Sütlü ekmeği sevdiğim için size sütlü ekmek nasıl yapılır bunun tarifini vereceğim; Baştan söyleyeyim ekmek yapımı yoğun bilimsel süreç becerileri gerektirmektedir. Bu süreç; gözlemleme, sınıflama, ölçme (kaç gr un? hangi malzemeler? ), sayı ve uzay ilişkileri kurma (üç ekmek çıkması için ne kadar malzeme kullanmalıyım?), önceden kestirme (Una katacağım su miktarı ne kadar olmalı?), verileri kaydetme (bir sonraki yapım için malzemeleri yazma), verileri kullanma (hamurun yapım aşaması) ve model oluşturma( şekil verme), verileri yorumlama, sonuç çıkarma, değişkenleri belirleme (Bağımlı değişken lezzetli ekmek), değişkenleri değiştirme (bağımsız değişken un çeşidi, unun cinsi vb.) ve kontrol etme, hipotez kurma ve deney yapma (sürecin kendi ) becerilerini içerir.

Malzemeler;

  • 6 Bardak un
  • 1.5 Su bardağı su (unun özelliğine göre miktar değişebilir, kontrollü kullanmakta fayda var)
  • Çeyrek yaş maya (üzerinde kaç kg una ne kadar kullanılacağı yazar)
  • 1 Çay bardağı süt
  • 1 Tatlı kaşığı tuz

Kendi ekşi mayamı yaptığım için maya yerine bir su bardağı ekşi maya kullanıyorum.

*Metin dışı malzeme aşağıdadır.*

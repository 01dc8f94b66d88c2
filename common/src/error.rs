//! エラー型定義

use thiserror::Error;

/// 共通エラー型
#[derive(Error, Debug)]
pub enum Error {
    #[error("IO error: {0}")]
    Io(#[from] std::io::Error),

    #[error("JSON error: {0}")]
    Json(#[from] serde_json::Error),

    /// 階層ファイルの行が不正
    #[error("Parse error: {file}:{line}: {message}")]
    Parse {
        file: String,
        line: usize,
        message: String,
    },
}

/// Result型エイリアス
pub type Result<T> = std::result::Result<T, Error>;
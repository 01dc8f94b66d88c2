//! 実行サマリ（summary_<tag>.json）

use super::WrittenFile;
use crate::error::Result;
use crate::partition::Partition;
use openset_common::{LabelGroup, ProtocolDefinition};
use serde::Serialize;
use std::path::Path;

#[derive(Debug, Clone, Serialize)]
pub struct KnownClass {
    pub label: i64,
    pub wnid: String,
    pub name: String,
}

#[derive(Debug, Clone, Default, Serialize)]
pub struct GroupCounts {
    pub known: usize,
    pub known_unknown: usize,
    pub unknown_unknown: usize,
}

#[derive(Debug, Clone, Serialize)]
pub struct RunSummary {
    pub protocol_tag: String,
    pub protocol_name: String,
    /// 生成日時（RFC 3339）
    pub generated_at: String,
    pub data_root: String,
    pub train_ratio: f64,
    pub classes: GroupCounts,
    pub known_classes: Vec<KnownClass>,
    pub known_unknown_classes: Vec<String>,
    pub unknown_unknown_classes: Vec<String>,
    pub overlaps: Vec<String>,
    pub files: Vec<WrittenFile>,
}

impl RunSummary {
    pub fn new(
        definition: &ProtocolDefinition,
        partition: &Partition,
        data_root: &Path,
        train_ratio: f64,
        files: Vec<WrittenFile>,
    ) -> Self {
        let wnids = |group: LabelGroup| -> Vec<String> {
            partition.get(group).wnids().map(|w| w.to_string()).collect()
        };

        Self {
            protocol_tag: definition.tag.clone(),
            protocol_name: definition.name.clone(),
            generated_at: chrono::Utc::now().to_rfc3339(),
            data_root: data_root.display().to_string(),
            train_ratio,
            classes: GroupCounts {
                known: partition.known.len(),
                known_unknown: partition.known_unknown.len(),
                unknown_unknown: partition.unknown_unknown.len(),
            },
            known_classes: partition
                .known
                .classes()
                .iter()
                .enumerate()
                .map(|(idx, c)| KnownClass {
                    label: idx as i64,
                    wnid: c.wnid.clone(),
                    name: c.name.clone(),
                })
                .collect(),
            known_unknown_classes: wnids(LabelGroup::KnownUnknown),
            unknown_unknown_classes: wnids(LabelGroup::UnknownUnknown),
            overlaps: partition.overlaps().iter().map(|o| o.to_string()).collect(),
            files,
        }
    }

    pub fn file_name(tag: &str) -> String {
        format!("summary_{}.json", tag)
    }

    pub fn write(&self, output_dir: &Path) -> Result<std::path::PathBuf> {
        let path = output_dir.join(Self::file_name(&self.protocol_tag));
        let json = serde_json::to_string_pretty(self)?;
        std::fs::write(&path, json)?;
        Ok(path)
    }
}
use crate::error::{ProtocolError, Result};
use serde::{Deserialize, Serialize};
use std::path::{Path, PathBuf};

const DEFAULT_DATA_ROOT: &str = "/local/scratch/datasets/ImageNet/ILSVRC2012";
pub const DEFAULT_TRAIN_RATIO: f64 = 0.8;

#[derive(Debug, Clone, PartialEq, Serialize, Deserialize)]
#[serde(default)]
pub struct Config {
    /// ILSVRC2012のルート（`train/` と `val/` を含む）
    pub data_root: PathBuf,
    /// 階層ファイル（wordnet.is_a.txt 等）の場所
    pub info_root: PathBuf,
    pub output_dir: PathBuf,
    pub train_ratio: f64,
}

impl Default for Config {
    fn default() -> Self {
        let data_root = PathBuf::from(DEFAULT_DATA_ROOT);
        Self {
            info_root: data_root.join("robustness"),
            data_root,
            output_dir: PathBuf::from("data"),
            train_ratio: DEFAULT_TRAIN_RATIO,
        }
    }
}

/// コマンドラインで上書きされた設定
#[derive(Debug, Clone, Default)]
pub struct Overrides {
    pub data_root: Option<PathBuf>,
    pub info_root: Option<PathBuf>,
    pub output_dir: Option<PathBuf>,
    pub train_ratio: Option<f64>,
}

impl Config {
    pub fn load() -> Result<Self> {
        Self::load_from(&Self::config_path()?)
    }

    pub fn load_from(config_path: &Path) -> Result<Self> {
        if config_path.exists() {
            let content = std::fs::read_to_string(config_path)?;
            let config: Config = serde_json::from_str(&content)?;
            Ok(config)
        } else {
            Ok(Self::default())
        }
    }

    pub fn save(&self) -> Result<()> {
        self.save_to(&Self::config_path()?)
    }

    pub fn save_to(&self, config_path: &Path) -> Result<()> {
        if let Some(parent) = config_path.parent() {
            std::fs::create_dir_all(parent)?;
        }

        let content = serde_json::to_string_pretty(self)?;
        std::fs::write(config_path, content)?;
        Ok(())
    }

    pub fn config_path() -> Result<PathBuf> {
        let home = dirs::home_dir()
            .ok_or_else(|| ProtocolError::Config("ホームディレクトリが見つかりません".into()))?;
        Ok(home.join(".config").join("openset-proto").join("config.json"))
    }

    /// CLI引数を適用した設定を返す
    pub fn with_overrides(&self, overrides: &Overrides) -> Self {
        Self {
            data_root: overrides.data_root.clone().unwrap_or_else(|| self.data_root.clone()),
            info_root: overrides.info_root.clone().unwrap_or_else(|| self.info_root.clone()),
            output_dir: overrides.output_dir.clone().unwrap_or_else(|| self.output_dir.clone()),
            train_ratio: overrides.train_ratio.unwrap_or(self.train_ratio),
        }
    }

    pub fn validate(&self) -> Result<()> {
        validate_ratio(self.train_ratio)
    }
}

/// `0 < ratio <= 1` を満たすか
pub fn validate_ratio(ratio: f64) -> Result<()> {
    if ratio > 0.0 && ratio <= 1.0 {
        Ok(())
    } else {
        Err(ProtocolError::InvalidRatio(ratio))
    }
}

#[cfg(test)]
mod tests {
    use super::*;

    #[test]
    fn test_default_config() {
        let config = Config::default();
        assert_eq!(config.train_ratio, 0.8);
        assert!(config.info_root.ends_with("robustness"));
        assert!(config.info_root.starts_with(&config.data_root));
    }

    #[test]
    fn test_overrides() {
        let config = Config::default();
        let merged = config.with_overrides(&Overrides {
            data_root: Some(PathBuf::from("/tmp/in")),
            train_ratio: Some(0.5),
            ..Default::default()
        });
        assert_eq!(merged.data_root, PathBuf::from("/tmp/in"));
        assert_eq!(merged.info_root, config.info_root);
        assert_eq!(merged.output_dir, config.output_dir);
        assert_eq!(merged.train_ratio, 0.5);
    }

    #[test]
    fn test_validate_ratio() {
        assert!(validate_ratio(0.8).is_ok());
        assert!(validate_ratio(1.0).is_ok());
        assert!(matches!(validate_ratio(0.0), Err(ProtocolError::InvalidRatio(_))));
        assert!(validate_ratio(1.5).is_err());
        assert!(validate_ratio(f64::NAN).is_err());
    }

    #[test]
    fn test_save_and_load() {
        let dir = std::env::temp_dir().join("openset-proto-config-test");
        let path = dir.join("config.json");
        let config = Config {
            output_dir: PathBuf::from("out"),
            train_ratio: 0.7,
            ..Default::default()
        };
        config.save_to(&path).unwrap();

        let loaded = Config::load_from(&path).unwrap();
        assert_eq!(loaded, config);

        std::fs::remove_dir_all(&dir).ok();
    }

    #[test]
    fn test_partial_config_file_uses_defaults() {
        let dir = std::env::temp_dir().join("openset-proto-config-partial");
        std::fs::create_dir_all(&dir).unwrap();
        let path = dir.join("config.json");
        std::fs::write(&path, r#"{"train_ratio": 0.9}"#).unwrap();

        let loaded = Config::load_from(&path).unwrap();
        assert_eq!(loaded.train_ratio, 0.9);
        assert_eq!(loaded.output_dir, PathBuf::from("data"));

        std::fs::remove_dir_all(&dir).ok();
    }
}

Unu da gözümle gördüğüm buğdayı değirmende çektirerek elde ediyorum. Öncelikle derin bir kaba unumuzu koyup ortasını hafif elimizle açıyoruz, daha sonra suda daha önce çözdüğümüz yaş mayayı bu kısmın ortasına döküyoruz. Mayanın suda çözünüp bekletilmesi aktif hale gelmesi açısından önemli. Vaktiniz yoksa siz direkt unun içerisine de mayayı atabilirsiniz. Ardından sütümüzü ilave ediyoruz. Daha sonra tuzumuzu ilave ediyoruz, bir spatula yardımı ile karıştırmaya başlıyoruz. (Tuzu maya ile ne kadar geç buluşturursak o kadar iyi aslında, ben çoğu zaman tuzu hamurun kıvama gelmesine yakın döküyorum) Önce spatula ile karıştırmak ellerinize daha az hamurun yapışması demek.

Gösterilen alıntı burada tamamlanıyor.